De pie frente a la Església de Sant Joan, quizás percibas el aroma del agua salada mezclándose con el ligero olor de los pasteles locales de un café cercano. La fachada de piedra de la iglesia refleja el sol de la mañana, y el sonido distante de las olas rompiendo crea un telón de fondo sereno. Puedes escuchar la suave charla de los locales comenzando su día, quizás discutiendo planes para la playa o las últimas noticias del pueblo.
A medida que te diriges por la Carrer de la Mar, la atmósfera cambia. La calle estrecha, bordeada de tiendas y restaurantes pintorescos, se abre gradualmente al bullicioso paseo marítimo a lo largo de la playa. Podrías notar que el terreno se vuelve más plano a medida que te acercas a la costa, con los sonidos de las gaviotas sumándose a la sinfonía del mar. El vibrante azul del agua contrasta con la arena dorada, y el olor de protector solar y mariscos a la parrilla flota en el aire. Al continuar por la Carrer de l'Esport, verás a los bañistas instalando sus sombrillas y toallas, creando una escena animada pero relajada.

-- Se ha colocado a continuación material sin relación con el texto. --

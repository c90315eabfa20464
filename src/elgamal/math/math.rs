use num_bigint::{BigInt, BigUint};
use num_traits::{One, Zero};
use crate::crypto_error::CryptoError;

// ---------------------------------------------------------------------------
// Test de primalité par division d'essai : 2..=⌊√n⌋.
// O(√n), suffisant pour les petits P et Q saisis à la main.
// ---------------------------------------------------------------------------
pub fn is_prime(n: &BigUint) -> bool {
    if n <= &BigUint::one() {
        return false;
    }

    let limit = n.sqrt();
    let mut divisor = BigUint::from(2u32);
    while divisor <= limit {
        if (n % &divisor).is_zero() {
            return false;
        }
        divisor += 1u32;
    }
    true
}

// ---------------------------------------------------------------------------
// Modulo mathématique : résultat toujours dans [0, n-1], même pour a < 0.
// Le reste natif de BigInt garde le signe du dividende, d'où ((a % n) + n) % n.
//
// Panique si n == 0 (comme l'opérateur %).
// ---------------------------------------------------------------------------
pub fn true_mod(a: &BigInt, n: &BigUint) -> BigUint {
    let n_big = BigInt::from(n.clone());
    let r = ((a % &n_big) + &n_big) % &n_big;
    r.magnitude().clone()
}

// ---------------------------------------------------------------------------
// Exponentiation modulaire rapide (carré-et-multiplie, de gauche à droite) :
// O(log exponent) multiplications, chaque étape réduite mod modulus.
//
// modulus == 1 → 0 (tout entier est congru à 0 mod 1).
// Panique si modulus == 0.
// ---------------------------------------------------------------------------
pub fn mod_pow(base: &BigUint, exponent: &BigUint, modulus: &BigUint) -> BigUint {
    if modulus.is_one() {
        return BigUint::zero();
    }

    let base = base % modulus;
    let mut result = BigUint::one();
    for i in (0..exponent.bits()).rev() {
        result = (&result * &result) % modulus;
        if exponent.bit(i) {
            result = (&result * &base) % modulus;
        }
    }
    result
}

// ---------------------------------------------------------------------------
// Calcule l'inverse modulaire de a mod n (Euclide étendu).
// Retourne Err(CryptoError::NotInvertible) si gcd(a,n) != 1 : l'erreur
// remonte jusqu'à l'appelant, aucun déchiffrement de repli n'existe.
// ---------------------------------------------------------------------------
pub fn mod_inverse(a: &BigUint, n: &BigUint) -> Result<BigUint, CryptoError> {
    if n.is_zero() {
        return Err(CryptoError::NotInvertible { value: a.clone(), modulus: n.clone() });
    }

    let (g, s, _) = extended_gcd(a, n);
    if !g.is_one() {
        return Err(CryptoError::NotInvertible { value: a.clone(), modulus: n.clone() });
    }

    Ok(true_mod(&s, n))
}

// ---------------------------------------------------------------------------
// Euclide étendu : (g, s, t) tels que a·s + b·t = g = gcd(a, b).
// ---------------------------------------------------------------------------
pub fn extended_gcd(a: &BigUint, b: &BigUint) -> (BigUint, BigInt, BigInt) {
    let (mut old_r, mut r) = (BigInt::from(a.clone()), BigInt::from(b.clone()));
    let (mut old_s, mut s) = (BigInt::one(), BigInt::zero());
    let (mut old_t, mut t) = (BigInt::zero(), BigInt::one());

    while !r.is_zero() {
        let quotient = &old_r / &r;

        let next_r = &old_r - &quotient * &r;
        old_r = std::mem::replace(&mut r, next_r);

        let next_s = &old_s - &quotient * &s;
        old_s = std::mem::replace(&mut s, next_s);

        let next_t = &old_t - &quotient * &t;
        old_t = std::mem::replace(&mut t, next_t);
    }

    // Entrées positives : old_r >= 0, la magnitude est la valeur
    (old_r.magnitude().clone(), old_s, old_t)
}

Presta atención a algunos puntos complicados en el camino. Las calles empedradas pueden ser irregulares, así que ten cuidado si llevas chanclas. El tráfico puede ser un poco caótico cerca de la playa, especialmente durante las horas pico, así que vigila los coches y bicicletas. Además, cuida tus pertenencias; los carteristas pueden ser una preocupación en áreas concurridas. Muchas tiendas y restaurantes cierran por la siesta por la tarde, así que planifica tu visita en consecuencia.
Un calzado cómodo es esencial para esta caminata, especialmente con las calles irregulares y los caminos de arena. Llevar agua es una buena idea, ya que el sol puede ser intenso, particularmente en verano. Si caminas durante la tarde, no olvides el protector solar o un sombrero para protegerte del sol. En invierno, lleva una chaqueta ligera, ya que la brisa marina puede ser fría.
El mejor momento de esta caminata es, sin duda, durante la hora dorada, justo antes del atardecer. Mientras paseas por la playa, el cielo se transforma en un lienzo de naranjas y rosas, reflejándose en la superficie del agua. Los últimos rayos de sol bailan sobre las olas, y el sonido de risas y salpicaduras llena el aire, creando un final perfecto para tu viaje.